**LISTED ENTRIES**
__________

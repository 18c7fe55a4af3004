// SPDX-FileCopyrightText: 2026 Mattia Egloff <mattia.egloff@pm.me>
//
// SPDX-License-Identifier: GPL-3.0-or-later

//! Invitation Events
//!
//! Callbacks fired while an invitation attempt progresses.

use std::sync::Arc;

use super::ConfirmationCode;

/// Milestones of an invitation attempt.
#[derive(Debug, Clone, PartialEq, Eq)]
pub enum InvitationEvent {
    /// A transport connection won the race.
    ConnectionSucceeded,
    /// No transport produced a connection.
    ConnectionFailed,
    /// Key agreement finished; show `local_code` and ask the user to compare
    /// it with the peer's screen.
    KeyAgreementSucceeded {
        local_code: ConfirmationCode,
        remote_code: ConfirmationCode,
    },
    /// Key agreement failed (I/O error or possible tampering).
    KeyAgreementFailed,
    /// The peer's human reported matching codes.
    RemoteConfirmationSucceeded,
    /// The peer's human reported a mismatch, timed out, or the connection
    /// dropped while exchanging results.
    RemoteConfirmationFailed,
    /// The contact exchange learned the peer's name.
    PseudonymExchangeSucceeded { remote_name: String },
    /// The contact exchange failed.
    PseudonymExchangeFailed,
}

/// Receives invitation events.
///
/// Called from worker threads, outside the group's lock. Implementations
/// must not call back into the group synchronously from `on_event`.
pub trait InvitationListener: Send + Sync {
    /// Called when an event occurs.
    fn on_event(&self, event: InvitationEvent);
}

/// Closure-based listener.
pub struct CallbackListener<F>
where
    F: Fn(InvitationEvent) + Send + Sync,
{
    callback: F,
}

impl<F> CallbackListener<F>
where
    F: Fn(InvitationEvent) + Send + Sync,
{
    /// Wraps a closure.
    pub fn new(callback: F) -> Self {
        CallbackListener { callback }
    }

    /// Wraps a closure ready for `add_listener`.
    pub fn shared(callback: F) -> Arc<Self> {
        Arc::new(Self::new(callback))
    }
}

impl<F> InvitationListener for CallbackListener<F>
where
    F: Fn(InvitationEvent) + Send + Sync,
{
    fn on_event(&self, event: InvitationEvent) {
        (self.callback)(event);
    }
}

/// Registered listeners. Lives inside the group's locked state.
#[derive(Default)]
pub(crate) struct ListenerRegistry {
    listeners: Vec<Arc<dyn InvitationListener>>,
}

impl ListenerRegistry {
    pub(crate) fn add(&mut self, listener: Arc<dyn InvitationListener>) {
        self.listeners.push(listener);
    }

    /// Removes every registration of `listener` (compared by address).
    pub(crate) fn remove(&mut self, listener: &Arc<dyn InvitationListener>) {
        let target = Arc::as_ptr(listener) as *const ();
        self.listeners
            .retain(|l| Arc::as_ptr(l) as *const () != target);
    }

    pub(crate) fn len(&self) -> usize {
        self.listeners.len()
    }

    /// Copy of the current registrations, to notify after unlocking.
    pub(crate) fn snapshot(&self) -> Vec<Arc<dyn InvitationListener>> {
        self.listeners.clone()
    }
}

/// Delivers one event to a snapshot of listeners.
pub(crate) fn dispatch(listeners: &[Arc<dyn InvitationListener>], event: InvitationEvent) {
    for listener in listeners {
        listener.on_event(event.clone());
    }
}

#[cfg(test)]
mod tests {
    use super::*;
    use std::sync::Mutex;

    #[test]
    fn test_remove_by_identity() {
        let seen = Arc::new(Mutex::new(Vec::new()));
        let seen_a = Arc::clone(&seen);
        let seen_b = Arc::clone(&seen);

        let a: Arc<dyn InvitationListener> =
            CallbackListener::shared(move |e| seen_a.lock().unwrap().push(("a", e)));
        let b: Arc<dyn InvitationListener> =
            CallbackListener::shared(move |e| seen_b.lock().unwrap().push(("b", e)));

        let mut registry = ListenerRegistry::default();
        registry.add(Arc::clone(&a));
        registry.add(Arc::clone(&b));
        registry.remove(&a);
        assert_eq!(registry.len(), 1);

        dispatch(&registry.snapshot(), InvitationEvent::ConnectionSucceeded);
        assert_eq!(
            *seen.lock().unwrap(),
            vec![("b", InvitationEvent::ConnectionSucceeded)]
        );
    }
}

__________

**TO DO**
Restate the data in full so that no line differs from the original.

**WRITTEN ANSWER**
repository 18c7fe55a4af3004
// SPDX-FileCopyrightText: 2026 Mattia Egloff <mattia.egloff@pm.me>
//
// SPDX-License-Identifier: GPL-3.0-or-later

//! Invitation Events
//!
//! Callbacks fired while an invitation attempt progresses.

use std::sync::Arc;

use super::ConfirmationCode;

/// Milestones of an invitation attempt.
#[derive(Debug, Clone, PartialEq, Eq)]
pub enum InvitationEvent {
    /// A transport connection won the race.
    ConnectionSucceeded,
    /// No transport produced a connection.
    ConnectionFailed,
    /// Key agreement finished; show `local_code` and ask the user to compare
    /// it with the peer's screen.
    KeyAgreementSucceeded {
        local_code: ConfirmationCode,
        remote_code: ConfirmationCode,
    },
    /// Key agreement failed (I/O error or possible tampering).
    KeyAgreementFailed,
    /// The peer's human reported matching codes.
    RemoteConfirmationSucceeded,
    /// The peer's human reported a mismatch, timed out, or the connection
    /// dropped while exchanging results.
    RemoteConfirmationFailed,
    /// The contact exchange learned the peer's name.
    PseudonymExchangeSucceeded { remote_name: String },
    /// The contact exchange failed.
    PseudonymExchangeFailed,
}

/// Receives invitation events.
///
/// Called from worker threads, outside the group's lock. Implementations
/// must not call back into the group synchronously from `on_event`.
pub trait InvitationListener: Send + Sync {
    /// Called when an event occurs.
    fn on_event(&self, event: InvitationEvent);
}

/// Closure-based listener.
pub struct CallbackListener<F>
where
    F: Fn(InvitationEvent) + Send + Sync,
{
    callback: F,
}

impl<F> CallbackListener<F>
where
    F: Fn(InvitationEvent) + Send + Sync,
{
    /// Wraps a closure.
    pub fn new(callback: F) -> Self {
        CallbackListener { callback }
    }

    /// Wraps a closure ready for `add_listener`.
    pub fn shared(callback: F) -> Arc<Self> {
        Arc::new(Self::new(callback))
    }
}

impl<F> InvitationListener for CallbackListener<F>
where
    F: Fn(InvitationEvent) + Send + Sync,
{
    fn on_event(&self, event: InvitationEvent) {
        (self.callback)(event);
    }
}

/// Registered listeners. Lives inside the group's locked state.
#[derive(Default)]
pub(crate) struct ListenerRegistry {
    listeners: Vec<Arc<dyn InvitationListener>>,
}

impl ListenerRegistry {
    pub(crate) fn add(&mut self, listener: Arc<dyn InvitationListener>) {
        self.listeners.push(listener);
    }

    /// Removes every registration of `listener` (compared by address).
    pub(crate) fn remove(&mut self, listener: &Arc<dyn InvitationListener>) {
        let target = Arc::as_ptr(listener) as *const ();
        self.listeners
            .retain(|l| Arc::as_ptr(l) as *const () != target);
    }

    pub(crate) fn len(&self) -> usize {
        self.listeners.len()
    }

    /// Copy of the current registrations, to notify after unlocking.
    pub(crate) fn snapshot(&self) -> Vec<Arc<dyn InvitationListener>> {
        self.listeners.clone()
    }
}

/// Delivers one event to a snapshot of listeners.
pub(crate) fn dispatch(listeners: &[Arc<dyn InvitationListener>], event: InvitationEvent) {
    for listener in listeners {
        listener.on_event(event.clone());
    }
}

#[cfg(test)]
mod tests {
    use super::*;
    use std::sync::Mutex;

    #[test]
    fn test_remove_by_identity() {
        let seen = Arc::new(Mutex::new(Vec::new()));
        let seen_a = Arc::clone(&seen);
        let seen_b = Arc::clone(&seen);

        let a: Arc<dyn InvitationListener> =
            CallbackListener::shared(move |e| seen_a.lock().unwrap().push(("a", e)));
        let b: Arc<dyn InvitationListener> =
            CallbackListener::shared(move |e| seen_b.lock().unwrap().push(("b", e)));

        let mut registry = ListenerRegistry::default();
        registry.add(Arc::clone(&a));
        registry.add(Arc::clone(&b));
        registry.remove(&a);
        assert_eq!(registry.len(), 1);

        dispatch(&registry.snapshot(), InvitationEvent::ConnectionSucceeded);
        assert_eq!(
            *seen.lock().unwrap(),
            vec![("b", InvitationEvent::ConnectionSucceeded)]
        );
    }
}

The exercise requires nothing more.